_TASK DIRECTIONS:_ Reproduce all of the records exactly.

_SOURCE MATERIAL:_

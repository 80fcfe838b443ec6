use crate::generator::profile::GeneratorConfig;
use anyhow::Context;
use satcore::models::{BoostedConfig, ForestConfig, SequenceModelConfig};
use serde::{Deserialize, Serialize};
use std::fs;
use std::path::{Path, PathBuf};

/// Feature-engineering and dataset-shaping settings.
#[derive(Debug, Clone, Serialize, Deserialize)]
#[serde(default)]
pub struct FeatureSettings {
    pub rolling_window: usize,
    pub sequence_length: usize,
    pub prediction_horizon: usize,
    pub test_fraction: f64,
    pub split_seed: u64,
}

impl Default for FeatureSettings {
    fn default() -> Self {
        Self {
            rolling_window: satcore::features::DEFAULT_ROLLING_WINDOW,
            sequence_length: 12,
            prediction_horizon: 1,
            test_fraction: 0.2,
            split_seed: 42,
        }
    }
}

/// Full pipeline configuration, loadable from YAML with per-section
/// defaults.
#[derive(Debug, Clone, Serialize, Deserialize)]
#[serde(default)]
pub struct PipelineConfig {
    /// Directory holding the CSVs, dataset dumps, and model artifacts.
    pub data_dir: PathBuf,
    /// Directory the web bundle and metadata sidecar are written to.
    pub web_dir: PathBuf,
    pub generator: GeneratorConfig,
    pub features: FeatureSettings,
    pub sequence_model: SequenceModelConfig,
    pub lifetime_model: BoostedConfig,
    pub root_cause_model: ForestConfig,
}

impl Default for PipelineConfig {
    fn default() -> Self {
        Self {
            data_dir: PathBuf::from("data"),
            web_dir: PathBuf::from("web_models"),
            generator: GeneratorConfig::default(),
            features: FeatureSettings::default(),
            sequence_model: SequenceModelConfig::default(),
            lifetime_model: BoostedConfig::default(),
            root_cause_model: ForestConfig::default(),
        }
    }
}

impl PipelineConfig {
    pub fn load<P: AsRef<Path>>(path: P) -> anyhow::Result<Self> {
        let path_ref = path.as_ref();
        let contents = fs::read_to_string(path_ref)
            .with_context(|| format!("reading pipeline config {}", path_ref.display()))?;
        let config: PipelineConfig = serde_yaml::from_str(&contents)
            .with_context(|| format!("parsing pipeline config {}", path_ref.display()))?;
        Ok(config)
    }

    pub fn telemetry_csv(&self) -> PathBuf {
        self.data_dir.join("satellite_telemetry_training.csv")
    }

    pub fn anomalies_csv(&self) -> PathBuf {
        self.data_dir.join("satellite_anomalies_training.csv")
    }

    pub fn sequence_split_path(&self) -> PathBuf {
        self.data_dir.join("sequence_dataset.json")
    }

    pub fn root_cause_split_path(&self) -> PathBuf {
        self.data_dir.join("root_cause_dataset.json")
    }

    pub fn anomaly_model_path(&self) -> PathBuf {
        self.data_dir.join("anomaly_model.json")
    }

    pub fn lifetime_model_path(&self) -> PathBuf {
        self.data_dir.join("lifetime_model.json")
    }

    pub fn root_cause_model_path(&self) -> PathBuf {
        self.data_dir.join("root_cause_model.json")
    }
}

_OUTPUT OF THE EXERCISE:_
repository 80fcfe838b443ec6
use crate::generator::profile::GeneratorConfig;
use anyhow::Context;
use satcore::models::{BoostedConfig, ForestConfig, SequenceModelConfig};
use serde::{Deserialize, Serialize};
use std::fs;
use std::path::{Path, PathBuf};

/// Feature-engineering and dataset-shaping settings.
#[derive(Debug, Clone, Serialize, Deserialize)]
#[serde(default)]
pub struct FeatureSettings {
    pub rolling_window: usize,
    pub sequence_length: usize,
    pub prediction_horizon: usize,
    pub test_fraction: f64,
    pub split_seed: u64,
}

impl Default for FeatureSettings {
    fn default() -> Self {
        Self {
            rolling_window: satcore::features::DEFAULT_ROLLING_WINDOW,
            sequence_length: 12,
            prediction_horizon: 1,
            test_fraction: 0.2,
            split_seed: 42,
        }
    }
}

/// Full pipeline configuration, loadable from YAML with per-section
/// defaults.
#[derive(Debug, Clone, Serialize, Deserialize)]
#[serde(default)]
pub struct PipelineConfig {
    /// Directory holding the CSVs, dataset dumps, and model artifacts.
    pub data_dir: PathBuf,
    /// Directory the web bundle and metadata sidecar are written to.
    pub web_dir: PathBuf,
    pub generator: GeneratorConfig,
    pub features: FeatureSettings,
    pub sequence_model: SequenceModelConfig,
    pub lifetime_model: BoostedConfig,
    pub root_cause_model: ForestConfig,
}

impl Default for PipelineConfig {
    fn default() -> Self {
        Self {
            data_dir: PathBuf::from("data"),
            web_dir: PathBuf::from("web_models"),
            generator: GeneratorConfig::default(),
            features: FeatureSettings::default(),
            sequence_model: SequenceModelConfig::default(),
            lifetime_model: BoostedConfig::default(),
            root_cause_model: ForestConfig::default(),
        }
    }
}

impl PipelineConfig {
    pub fn load<P: AsRef<Path>>(path: P) -> anyhow::Result<Self> {
        let path_ref = path.as_ref();
        let contents = fs::read_to_string(path_ref)
            .with_context(|| format!("reading pipeline config {}", path_ref.display()))?;
        let config: PipelineConfig = serde_yaml::from_str(&contents)
            .with_context(|| format!("parsing pipeline config {}", path_ref.display()))?;
        Ok(config)
    }

    pub fn telemetry_csv(&self) -> PathBuf {
        self.data_dir.join("satellite_telemetry_training.csv")
    }

    pub fn anomalies_csv(&self) -> PathBuf {
        self.data_dir.join("satellite_anomalies_training.csv")
    }

    pub fn sequence_split_path(&self) -> PathBuf {
        self.data_dir.join("sequence_dataset.json")
    }

    pub fn root_cause_split_path(&self) -> PathBuf {
        self.data_dir.join("root_cause_dataset.json")
    }

    pub fn anomaly_model_path(&self) -> PathBuf {
        self.data_dir.join("anomaly_model.json")
    }

    pub fn lifetime_model_path(&self) -> PathBuf {
        self.data_dir.join("lifetime_model.json")
    }

    pub fn root_cause_model_path(&self) -> PathBuf {
        self.data_dir.join("root_cause_model.json")
    }
}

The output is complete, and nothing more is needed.